Dicyclohexylmethane as a Liquid Organic Hydrogen Carrier: A Model Study on the Dehydrogenation Mechanism over Pd(111)

We have studied the dehydrogenation of the liquid organic hydrogen carrier (LOHC) dicyclohexylmethane (DCHM) to diphenylmethane (DPM) and its side reactions on a Pd(111) single crystal surface. The adsorption and thermal evolution of both DPM and DCHM was measured in situ in ultrahigh vacuum (UHV) using synchrotron radiation-based high-resolution X-ray photoelectron spectroscopy (HR-XPS). We found that after deposition at 170 K, the hydrogen-lean DPM undergoes C-H bond scission at the methylene bridge at 200 K and, starting at 360 K, complete dehydrogenation of the phenyl rings occurs. Above 600 K, atomic carbon incorporates into the Pd bulk.
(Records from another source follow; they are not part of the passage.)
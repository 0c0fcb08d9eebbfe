//! Rigid alignment of a station's observations onto known target positions.
//!
//! Per target the model states
//! `target - (shift + polar_to_local(d, h + φ, v)) = 0`
//! with four parameters `[x, y, z, φ]`: a translation and a rotation about
//! the vertical axis.

use crate::error::{AdjustError, AdjustResult};
use crate::model::FunctionalModel;
use crate::sparse::SparseTriplets;
use crate::variance::{adjust, AdjustOptions, AdjustmentResult};
use nalgebra::{DMatrix, DVector};
use rts_core::{polar_to_local, ObservationSet, Pt3, Real, Vec3};
use serde::{Deserialize, Serialize};

pub const ALIGNMENT_TOLERANCE: Real = 1e-10;

/// Translation and yaw of an aligned station.
#[derive(Debug, Clone, Copy, PartialEq, Default, Serialize, Deserialize)]
pub struct AlignmentParameters {
    pub x: Real,
    pub y: Real,
    pub z: Real,
    /// Rotation about the vertical axis (rad), added to horizontal angles.
    pub phi: Real,
}

impl AlignmentParameters {
    pub const LEN: usize = 4;

    pub fn from_vector(v: &DVector<Real>) -> Self {
        Self {
            x: v[0],
            y: v[1],
            z: v[2],
            phi: v[3],
        }
    }

    pub fn to_vector(&self) -> DVector<Real> {
        DVector::from_vec(vec![self.x, self.y, self.z, self.phi])
    }

    pub fn shift(&self) -> Vec3 {
        Vec3::new(self.x, self.y, self.z)
    }
}

/// Gauss-Helmert model of the 4-parameter alignment.
#[derive(Debug, Clone)]
pub struct AlignmentModel {
    targets: Vec<Vec3>,
    observations: DVector<Real>,
}

impl AlignmentModel {
    /// Pair `targets[i]` with the `i`-th sample of `observations`.
    pub fn new(targets: &[Pt3], observations: &ObservationSet) -> AdjustResult<Self> {
        if targets.len() != observations.len() {
            return Err(AdjustError::DimensionMismatch {
                what: "alignment targets",
                expected: observations.len(),
                got: targets.len(),
            });
        }
        Ok(Self {
            targets: targets.iter().map(|p| p.coords).collect(),
            observations: observations.to_vector(),
        })
    }

    pub fn num_targets(&self) -> usize {
        self.targets.len()
    }

    fn polar(obs: &DVector<Real>, i: usize) -> (Real, Real, Real) {
        (obs[3 * i], obs[3 * i + 1], obs[3 * i + 2])
    }
}

impl FunctionalModel for AlignmentModel {
    fn name(&self) -> &'static str {
        "alignment"
    }

    fn num_parameters(&self) -> usize {
        AlignmentParameters::LEN
    }

    fn num_equations(&self) -> usize {
        3 * self.targets.len()
    }

    fn observations(&self) -> &DVector<Real> {
        &self.observations
    }

    fn default_tolerance(&self) -> Real {
        ALIGNMENT_TOLERANCE
    }

    /// Mean offset between targets and unrotated observations, zero yaw.
    fn initial_parameters(&self) -> DVector<Real> {
        let n = self.targets.len().max(1) as Real;
        let sum = self
            .targets
            .iter()
            .enumerate()
            .fold(Vec3::zeros(), |acc, (i, target)| {
                let (d, h, v) = Self::polar(&self.observations, i);
                acc + (target - polar_to_local(d, h, v))
            });
        let shift = sum / n;
        DVector::from_vec(vec![shift.x, shift.y, shift.z, 0.0])
    }

    fn design_matrix(&self, params: &DVector<Real>, obs: &DVector<Real>) -> DMatrix<Real> {
        let phi = params[3];
        let mut a = DMatrix::zeros(self.num_equations(), AlignmentParameters::LEN);
        for i in 0..self.targets.len() {
            let (d, h, v) = Self::polar(obs, i);
            let (sin_hp, cos_hp) = (h + phi).sin_cos();
            let sin_v = v.sin();
            let r = 3 * i;

            a[(r, 0)] = -1.0;
            a[(r, 3)] = -d * sin_v * cos_hp;
            a[(r + 1, 1)] = -1.0;
            a[(r + 1, 3)] = d * sin_v * sin_hp;
            a[(r + 2, 2)] = -1.0;
        }
        a
    }

    fn condition_matrix(&self, params: &DVector<Real>, obs: &DVector<Real>) -> SparseTriplets {
        let phi = params[3];
        let n = self.targets.len();
        let mut b = SparseTriplets::with_capacity(3 * n, 3 * n, 8 * n);
        for i in 0..n {
            let (d, h, v) = Self::polar(obs, i);
            let (sin_hp, cos_hp) = (h + phi).sin_cos();
            let (sin_v, cos_v) = v.sin_cos();
            let (r, c) = (3 * i, 3 * i);

            b.push(r, c, -sin_v * sin_hp);
            b.push(r, c + 1, -d * sin_v * cos_hp);
            b.push(r, c + 2, -d * cos_v * sin_hp);

            b.push(r + 1, c, -sin_v * cos_hp);
            b.push(r + 1, c + 1, d * sin_v * sin_hp);
            b.push(r + 1, c + 2, -d * cos_v * cos_hp);

            b.push(r + 2, c, -cos_v);
            b.push(r + 2, c + 2, d * sin_v);
        }
        b
    }

    fn functional_relation(&self, params: &DVector<Real>, obs: &DVector<Real>) -> DVector<Real> {
        let shift = Vec3::new(params[0], params[1], params[2]);
        let phi = params[3];
        let mut w = DVector::zeros(self.num_equations());
        for (i, target) in self.targets.iter().enumerate() {
            let (d, h, v) = Self::polar(obs, i);
            let f = target - (shift + polar_to_local(d, h + phi, v));
            w.fixed_rows_mut::<3>(3 * i).copy_from(&f);
        }
        w
    }
}

/// Outcome of [`fit_alignment`].
#[derive(Debug, Clone)]
pub struct AlignmentFit {
    pub parameters: AlignmentParameters,
    pub std_devs: AlignmentParameters,
    pub adjustment: AdjustmentResult,
}

/// Estimate shift and yaw that move `observations` onto `targets`.
///
/// The variance scale found by the variance component estimation is written
/// back into the observation set's stochastic model.
pub fn fit_alignment(
    targets: &[Pt3],
    observations: &mut ObservationSet,
    options: &AdjustOptions,
) -> AdjustResult<AlignmentFit> {
    log::info!("aligning {} samples", observations.len());
    let model = AlignmentModel::new(targets, observations)?;
    let adjustment = adjust(
        &model,
        &observations.variance_vector(),
        &options.solver,
        &options.variance,
    )?;
    observations.apply_variance_factor(adjustment.variance_scale);

    Ok(AlignmentFit {
        parameters: AlignmentParameters::from_vector(&adjustment.parameters),
        std_devs: AlignmentParameters::from_vector(&adjustment.std_devs()),
        adjustment,
    })
}
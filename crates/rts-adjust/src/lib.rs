//! Gauss-Helmert adjustment for robotic total station calibration.
//!
//! This crate contains:
//! - sparse matrix helpers built on `nalgebra-sparse` ([`SparseTriplets`],
//!   [`SparseSpdSolver`]),
//! - the [`FunctionalModel`] trait and a generic mixed-model [`solve`],
//! - variance component estimation with a χ² global test ([`adjust`]),
//! - the alignment and sphere/time-shift models in [`problems`].
//!
//! Typical use goes through the problem-level entry points:
//!
//! ```no_run
//! use rts_adjust::{fit_sphere, AdjustOptions, SphereModelOptions};
//! use rts_core::synthetic::scenes::RingScan;
//! use rts_core::{ObservationSet, StationPose, VarianceConfig};
//!
//! let scan = RingScan { delay: 0.03, ..RingScan::default() };
//! let mut set = ObservationSet::new(
//!     scan.observations(),
//!     VarianceConfig::default(),
//!     StationPose::default(),
//! )
//! .unwrap();
//! let fit = fit_sphere(&mut set, &SphereModelOptions::default(), &AdjustOptions::default()).unwrap();
//! println!("time shift: {:.3} ms", fit.parameters.time_shift * 1e3);
//! ```

pub mod error;
pub mod model;
pub mod problems;
pub mod solver;
pub mod sparse;
pub mod variance;

pub use error::*;
pub use model::FunctionalModel;
pub use problems::*;
pub use solver::{solve, Solution, SolverOptions, MAX_SOLVER_ITERATIONS, MIN_RELATIVE_PIVOT};
pub use sparse::{spmv, spmv_transpose, SparseSpdSolver, SparseTriplets};
pub use variance::*;
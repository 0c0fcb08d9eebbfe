//! Integration tests for the 4-parameter alignment adjustment.
//!
//! Validates:
//! - exact recovery of shift and yaw from noise-free observations,
//! - the 10-target circle scenario (parameters, redundancy, global test),
//! - exact observations keep the a-priori stochastic model,
//! - variance write-back into the observation set,
//! - too few targets are rejected before any iteration,
//! - coincident targets cannot separate yaw from shift.

use anyhow::Result;
use rts_adjust::{fit_alignment, AdjustError, AdjustOptions};
use rts_core::synthetic::noise::PolarNoise;
use rts_core::synthetic::scenes::{circle_targets, rigid_observations};
use rts_core::{ObservationSet, Pt3, Real, StationPose, VarianceConfig, Vec3};

fn observation_set(targets: &[Pt3], shift: Vec3, yaw: Real, variances: VarianceConfig) -> ObservationSet {
    ObservationSet::new(
        rigid_observations(targets, shift, yaw, 0.5),
        variances,
        StationPose::default(),
    )
    .unwrap()
}

#[test]
fn circle_scenario_recovers_shift_and_yaw() -> Result<()> {
    let targets = circle_targets(10, 5.0, Pt3::origin());
    let mut set = observation_set(
        &targets,
        Vec3::new(1.0, 2.0, 0.5),
        0.3,
        VarianceConfig::default(),
    );

    let fit = fit_alignment(&targets, &mut set, &AdjustOptions::default())?;
    let p = fit.parameters;
    let expected = [1.0, 2.0, 0.5, 0.3];
    for (got, want) in [p.x, p.y, p.z, p.phi].iter().zip(expected) {
        assert!((got - want).abs() < 1e-4, "got {got}, want {want}");
    }

    let adj = &fit.adjustment;
    assert_eq!(adj.redundancy, 26);
    assert!(adj.converged);
    assert!(adj.history[0].global_test.passed, "{:?}", adj.history[0]);
    Ok(())
}

#[test]
fn noise_free_recovery_is_exact() -> Result<()> {
    let mut targets = circle_targets(8, 12.0, Pt3::new(3.0, -4.0, 0.0));
    targets.extend(circle_targets(8, 25.0, Pt3::new(0.0, 0.0, 3.0)));
    let shift = Vec3::new(-7.5, 11.25, 1.8);
    let yaw = -0.8;
    let mut set = observation_set(&targets, shift, yaw, VarianceConfig::default());

    let fit = fit_alignment(&targets, &mut set, &AdjustOptions::default())?;
    assert!((fit.parameters.shift() - shift).norm() < 1e-6);
    assert!((fit.parameters.phi - yaw).abs() < 1e-6);
    assert!(fit.std_devs.x.is_finite());

    // residuals at roundoff level leave nothing to rescale
    let adj = &fit.adjustment;
    assert_eq!(adj.history.len(), 1, "{:?}", adj.history);
    assert!(adj.variance_factor < 1e-10);
    assert_eq!(adj.variance_scale, 1.0);
    assert_eq!(set.variance_config(), &VarianceConfig::default());
    Ok(())
}

#[test]
fn variance_scale_is_written_back() -> Result<()> {
    let targets = {
        let mut t = circle_targets(15, 10.0, Pt3::origin());
        t.extend(circle_targets(15, 30.0, Pt3::new(0.0, 0.0, 4.0)));
        t
    };
    let mut raw = rigid_observations(&targets, Vec3::new(2.0, 1.0, 0.0), 0.5, 0.5);
    PolarNoise {
        seed: 11,
        distance_std_dev: 2e-3,
        angle_std_dev: 2e-5,
    }
    .apply_all(&mut raw);

    let initial = VarianceConfig::from_std_devs(1e-3, 0.0, 1e-5);
    let mut set = ObservationSet::new(raw, initial, StationPose::default())?;
    let fit = fit_alignment(&targets, &mut set, &AdjustOptions::default())?;

    let scale = fit.adjustment.variance_scale;
    assert!(scale > 1.0, "scale {scale}");
    let updated = set.variance_config();
    assert!((updated.distance_variance / initial.distance_variance - scale).abs() < 1e-9 * scale);
    assert!((updated.angle_variance / initial.angle_variance - scale).abs() < 1e-9 * scale);
    Ok(())
}

#[test]
fn single_target_has_no_redundancy() {
    let targets = vec![Pt3::new(4.0, 1.0, 0.0)];
    let mut set = observation_set(&targets, Vec3::zeros(), 0.0, VarianceConfig::default());
    let err = fit_alignment(&targets, &mut set, &AdjustOptions::default()).unwrap_err();
    assert!(
        matches!(
            err,
            AdjustError::InsufficientRedundancy {
                equations: 3,
                parameters: 4
            }
        ),
        "{err}"
    );
}

#[test]
fn coincident_targets_are_degenerate() {
    let targets = vec![Pt3::new(4.0, 1.0, 0.5); 6];
    let mut set = observation_set(
        &targets,
        Vec3::new(1.0, -2.0, 0.0),
        0.4,
        VarianceConfig::default(),
    );
    let err = fit_alignment(&targets, &mut set, &AdjustOptions::default()).unwrap_err();
    assert!(matches!(err, AdjustError::DegenerateGeometry(_)), "{err}");
}
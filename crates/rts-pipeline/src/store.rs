//! Storage seams for measurement jobs and station settings.
//!
//! The workflows in [`crate::service`] only talk to these traits; an
//! in-memory implementation lives in [`crate::memory`].

use anyhow::{ensure, Result};
use rts_core::{Observation, Real, StationPose, VarianceConfig};
use serde::{Deserialize, Serialize};

pub type JobId = u64;
pub type StationId = u64;

/// Calibration-relevant settings of one station.
#[derive(Debug, Clone, Copy, PartialEq, Serialize, Deserialize)]
#[serde(default)]
pub struct StationSettings {
    pub pose: StationPose,
    /// Constant part of the distance standard deviation (m).
    pub distance_std_dev: Real,
    /// Distance-proportional standard deviation (ppm).
    pub distance_ppm: Real,
    /// Standard deviation of both angles (rad).
    pub angle_std_dev: Real,
    /// Serial line speed (bit/s).
    pub baudrate: Real,
    /// Delay of the angle channel relative to the distance channel (s).
    pub internal_delay: Real,
    /// Constant offset between the synchronised clocks (s).
    pub external_delay: Real,
}

impl Default for StationSettings {
    fn default() -> Self {
        Self {
            pose: StationPose::default(),
            distance_std_dev: 1e-3,
            distance_ppm: 1.5,
            angle_std_dev: 1.5708e-5,
            baudrate: 115_200.0,
            internal_delay: 0.0,
            external_delay: 0.0,
        }
    }
}

impl StationSettings {
    pub fn variance_config(&self) -> VarianceConfig {
        VarianceConfig::from_std_devs(self.distance_std_dev, self.distance_ppm, self.angle_std_dev)
    }

    /// Reject settings the corrections cannot work with.
    pub fn validate(&self) -> Result<()> {
        ensure!(
            self.baudrate.is_finite() && self.baudrate > 0.0,
            "baudrate must be positive, got {}",
            self.baudrate
        );
        ensure!(
            self.internal_delay.is_finite() && self.external_delay.is_finite(),
            "station delays must be finite"
        );
        self.variance_config().validate()?;
        Ok(())
    }
}

/// A measurement job: one tracking session of one station.
#[derive(Debug, Clone, Copy, PartialEq, Eq, Serialize, Deserialize)]
pub struct Job {
    pub id: JobId,
    pub station_id: StationId,
}

/// Read access to recorded jobs.
pub trait MeasurementStore {
    fn job(&self, id: JobId) -> Result<Job>;

    /// Raw observations of a job in storage order.
    fn measurements(&self, job: JobId) -> Result<Vec<Observation>>;
}

/// Station settings with the write-backs of the calibrations.
pub trait StationRegistry {
    fn station(&self, id: StationId) -> Result<StationSettings>;

    fn update_internal_delay(&mut self, id: StationId, delay: Real) -> Result<()>;

    /// Replace position and orientation of a station.
    fn move_station(&mut self, id: StationId, pose: StationPose) -> Result<()>;

    /// Add a residual clock offset to the station's external delay.
    fn add_to_external_delay(&mut self, id: StationId, shift: Real) -> Result<()>;
}
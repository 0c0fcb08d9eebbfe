//! Deterministic synthetic data generation helpers.
//!
//! Building blocks for calibration scenarios with known ground truth, used in
//! tests across the workspace:
//! - circular target sets and rigidly displaced stations observing them,
//! - ring scans with an injected angle-channel delay,
//! - keyed Gaussian noise for polar observations.
//!
//! # Example
//!
//! ```
//! use rts_core::synthetic::scenes;
//! use rts_core::{Pt3, Vec3};
//!
//! let targets = scenes::circle_targets(10, 5.0, Pt3::origin());
//! let obs = scenes::rigid_observations(&targets, Vec3::new(1.0, 2.0, 0.5), 0.3, 0.1);
//! assert_eq!(obs.len(), 10);
//! ```

pub mod noise;
pub mod scenes;
//! Iterative Gauss-Helmert (mixed model) adjustment.
//!
//! Each iteration linearises `f(Θ, l + v) = 0` at the current estimate:
//!
//! ```text
//! A ΔΘ + B v + w = 0,   w = f(Θ, l + v_prev) - B v_prev
//! M  = B C Bᵗ
//! ΔΘ = -(Aᵗ M⁻¹ A)⁻¹ Aᵗ M⁻¹ w
//! k  = -M⁻¹ (A ΔΘ + w)
//! v  = C Bᵗ k
//! ```
//!
//! `M` is factored with a sparse Cholesky decomposition; only the
//! parameter-sized normal matrix is dense.

use crate::error::{AdjustError, AdjustResult};
use crate::model::FunctionalModel;
use crate::sparse::{spmv, spmv_transpose, SparseSpdSolver};
use nalgebra::{DMatrix, DVector};
use rts_core::Real;
use serde::{Deserialize, Serialize};

pub const MAX_SOLVER_ITERATIONS: usize = 30;

/// Smallest accepted Cholesky pivot of the unit-diagonal scaled normal matrix.
///
/// A pivot is `1 - R²` of one parameter column regressed on the previous
/// ones; below this threshold the parameter is not separable from the others.
pub const MIN_RELATIVE_PIVOT: Real = 1e-10;

/// Options of the inner adjustment loop.
#[derive(Debug, Clone, Copy, PartialEq, Serialize, Deserialize)]
#[serde(default)]
pub struct SolverOptions {
    pub max_iterations: usize,
    /// Absolute threshold on every parameter update; `None` uses the
    /// model's [`FunctionalModel::default_tolerance`].
    pub tolerance: Option<Real>,
}

impl Default for SolverOptions {
    fn default() -> Self {
        Self {
            max_iterations: MAX_SOLVER_ITERATIONS,
            tolerance: None,
        }
    }
}

impl SolverOptions {
    pub fn validate(&self) -> AdjustResult<()> {
        if self.max_iterations == 0 {
            return Err(AdjustError::InvalidOptions(
                "solver needs at least one iteration".to_string(),
            ));
        }
        if let Some(tolerance) = self.tolerance {
            if !(tolerance.is_finite() && tolerance >= 0.0) {
                return Err(AdjustError::InvalidOptions(format!(
                    "tolerance must be finite and non-negative, got {tolerance}"
                )));
            }
        }
        Ok(())
    }
}

/// Result of a single (inner) adjustment.
#[derive(Debug, Clone)]
pub struct Solution {
    pub parameters: DVector<Real>,
    /// `(Aᵗ M⁻¹ A)⁻¹` at the final linearisation point.
    pub covariance: DMatrix<Real>,
    /// Observation residuals `v`.
    pub residuals: DVector<Real>,
    /// Adjusted observations `l + v`.
    pub adjusted_observations: DVector<Real>,
    pub iterations: usize,
    pub converged: bool,
    /// Largest absolute parameter update of the last iteration.
    pub last_update: Real,
}

/// Mutable estimate threaded through the iterations of one adjustment.
struct WorkingState {
    params: DVector<Real>,
    residuals: DVector<Real>,
    adjusted: DVector<Real>,
}

impl WorkingState {
    fn new(params: DVector<Real>, observations: &DVector<Real>) -> Self {
        Self {
            params,
            residuals: DVector::zeros(observations.len()),
            adjusted: observations.clone(),
        }
    }
}

/// One linearised step.
struct Step {
    delta: DVector<Real>,
    residuals: DVector<Real>,
    normal: DMatrix<Real>,
}

/// Validate the stochastic model and the redundancy of `model`.
pub(crate) fn check_inputs<M: FunctionalModel>(
    model: &M,
    variances: &DVector<Real>,
) -> AdjustResult<()> {
    let n_obs = model.observations().len();
    if variances.len() != n_obs {
        return Err(AdjustError::DimensionMismatch {
            what: "variance vector",
            expected: n_obs,
            got: variances.len(),
        });
    }
    if let Some((index, &value)) = variances
        .iter()
        .enumerate()
        .find(|(_, v)| !(v.is_finite() && **v > 0.0))
    {
        return Err(AdjustError::InvalidVariance { index, value });
    }
    if model.redundancy() <= 0 {
        return Err(AdjustError::InsufficientRedundancy {
            equations: model.num_equations(),
            parameters: model.num_parameters(),
        });
    }
    Ok(())
}

/// Run the Gauss-Helmert iteration for `model` with diagonal observation
/// variances `variances`.
///
/// Reaching [`SolverOptions::max_iterations`] is not an error: the last
/// iterate is returned with `converged == false`.
///
/// # Errors
///
/// - [`AdjustError::InvalidOptions`] for a zero iteration cap or a negative
///   tolerance.
/// - [`AdjustError::InvalidVariance`] for a non-positive or non-finite variance.
/// - [`AdjustError::InsufficientRedundancy`] if there are not more equations
///   than parameters.
/// - [`AdjustError::DegenerateGeometry`] if `M` or the normal matrix is not
///   positive definite, or some parameter is not separable from the others
///   (see [`MIN_RELATIVE_PIVOT`]).
pub fn solve<M: FunctionalModel>(
    model: &M,
    variances: &DVector<Real>,
    options: &SolverOptions,
) -> AdjustResult<Solution> {
    options.validate()?;
    check_inputs(model, variances)?;
    let tolerance = options.tolerance.unwrap_or_else(|| model.default_tolerance());
    let observations = model.observations();

    let mut state = WorkingState::new(model.initial_parameters(), observations);
    let mut iterations = 0;
    let mut converged = false;
    let mut last_update = Real::INFINITY;
    let mut normal = DMatrix::zeros(model.num_parameters(), model.num_parameters());

    while iterations < options.max_iterations {
        let step = linearized_step(model, &state, variances)?;
        model.update_parameters(&mut state.params, &step.delta);
        state.adjusted = observations + &step.residuals;
        state.residuals = step.residuals;
        normal = step.normal;
        iterations += 1;

        last_update = step.delta.amax();
        log::trace!(
            "{}: iteration {iterations}, max |Δ| = {last_update:.3e}",
            model.name()
        );
        if step.delta.iter().all(|d| d.abs() < tolerance) {
            converged = true;
            break;
        }
    }

    if converged {
        log::debug!("{}: converged after {iterations} iterations", model.name());
    } else {
        log::error!(
            "{}: adjustment did not converge after {iterations} iterations (max |Δ| = {last_update:.3e})",
            model.name()
        );
    }

    let covariance = normal.try_inverse().ok_or_else(|| {
        AdjustError::DegenerateGeometry(format!("{}: singular normal matrix", model.name()))
    })?;
    if let Some(i) = covariance
        .diagonal()
        .iter()
        .position(|v| !(v.is_finite() && *v > 0.0))
    {
        return Err(AdjustError::DegenerateGeometry(format!(
            "{}: variance of parameter {i} is not positive",
            model.name()
        )));
    }

    Ok(Solution {
        parameters: state.params,
        covariance,
        residuals: state.residuals,
        adjusted_observations: state.adjusted,
        iterations,
        converged,
        last_update,
    })
}

fn linearized_step<M: FunctionalModel>(
    model: &M,
    state: &WorkingState,
    variances: &DVector<Real>,
) -> AdjustResult<Step> {
    let u = model.num_parameters();
    let n = model.num_equations();

    let a = model.design_matrix(&state.params, &state.adjusted);
    let b_triplets = model.condition_matrix(&state.params, &state.adjusted);
    if a.nrows() != n || a.ncols() != u {
        return Err(AdjustError::DimensionMismatch {
            what: "design matrix entries",
            expected: n * u,
            got: a.nrows() * a.ncols(),
        });
    }
    if b_triplets.nrows() != n || b_triplets.ncols() != variances.len() {
        return Err(AdjustError::DimensionMismatch {
            what: "condition matrix entries",
            expected: n * variances.len(),
            got: b_triplets.nrows() * b_triplets.ncols(),
        });
    }

    let b = b_triplets.to_csc();
    let bc = b_triplets.scale_columns(variances).to_csc();
    let m = &bc * &b.transpose();
    let m_solver = SparseSpdSolver::factor(&m)?;

    let w =
        model.functional_relation(&state.params, &state.adjusted) - spmv(&b, &state.residuals);

    // M⁻¹ [A | w] in one pass
    let mut rhs = DMatrix::zeros(n, u + 1);
    rhs.columns_mut(0, u).copy_from(&a);
    rhs.set_column(u, &w);
    let m_inv = m_solver.solve(&rhs);
    let m_inv_a = m_inv.columns(0, u);
    let m_inv_w = m_inv.column(u);

    let a_t = a.transpose();
    let normal = &a_t * &m_inv_a;
    let normal_rhs = &a_t * &m_inv_w;
    let delta = -solve_normal(model.name(), &normal, &normal_rhs)?;

    let correlates = -(&m_inv_a * &delta + &m_inv_w);
    let residuals = variances.component_mul(&spmv_transpose(&b, &correlates));

    Ok(Step {
        delta,
        residuals,
        normal,
    })
}

/// Solve `N x = b` through the Cholesky factor of `D^-1/2 N D^-1/2`,
/// `D = diag(N)`.
///
/// The scaled pivots do not depend on parameter units, so a single threshold
/// detects parameters that are (nearly) linear combinations of the others.
fn solve_normal(
    name: &str,
    normal: &DMatrix<Real>,
    rhs: &DVector<Real>,
) -> AdjustResult<DVector<Real>> {
    let diagonal = normal.diagonal();
    if let Some(i) = diagonal.iter().position(|d| !(d.is_finite() && *d > 0.0)) {
        return Err(AdjustError::DegenerateGeometry(format!(
            "{name}: parameter {i} is not constrained by the observations"
        )));
    }
    let inv_sqrt = diagonal.map(|d| 1.0 / d.sqrt());
    let u = normal.nrows();
    let scaled = DMatrix::from_fn(u, u, |r, c| normal[(r, c)] * inv_sqrt[r] * inv_sqrt[c]);

    let chol = scaled.cholesky().ok_or_else(|| {
        AdjustError::DegenerateGeometry(format!("{name}: normal matrix is not positive definite"))
    })?;
    let l = chol.l_dirty();
    if let Some((i, pivot)) = (0..u)
        .map(|i| (i, l[(i, i)] * l[(i, i)]))
        .find(|(_, pivot)| !(*pivot >= MIN_RELATIVE_PIVOT))
    {
        return Err(AdjustError::DegenerateGeometry(format!(
            "{name}: parameter {i} is not separable from the others (pivot {pivot:.3e})"
        )));
    }

    let x = chol.solve(&rhs.component_mul(&inv_sqrt));
    Ok(x.component_mul(&inv_sqrt))
}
For the hydrogen-rich DCHM, the first stable dehydrogenation intermediate, a double pi-allylic species, forms already at 190 K. Until 340 K, further dehydrogenation of the phenyl rings and of the methylene bridge occurs, yielding the same intermediate that is formed upon heating of DPM to this temperature, that is, DPM dehydrogenated at the methylene bridge. The onset for the complete dehydrogenation of this intermediate occurs at a much higher temperature than after adsorption of DPM. This behavior is mainly attributed to coadsorbed hydrogen from DCHM dehydrogenation. The results are discussed in comparison to our previous study of DPM and DCHM on Pt(111) revealing strong material dependencies.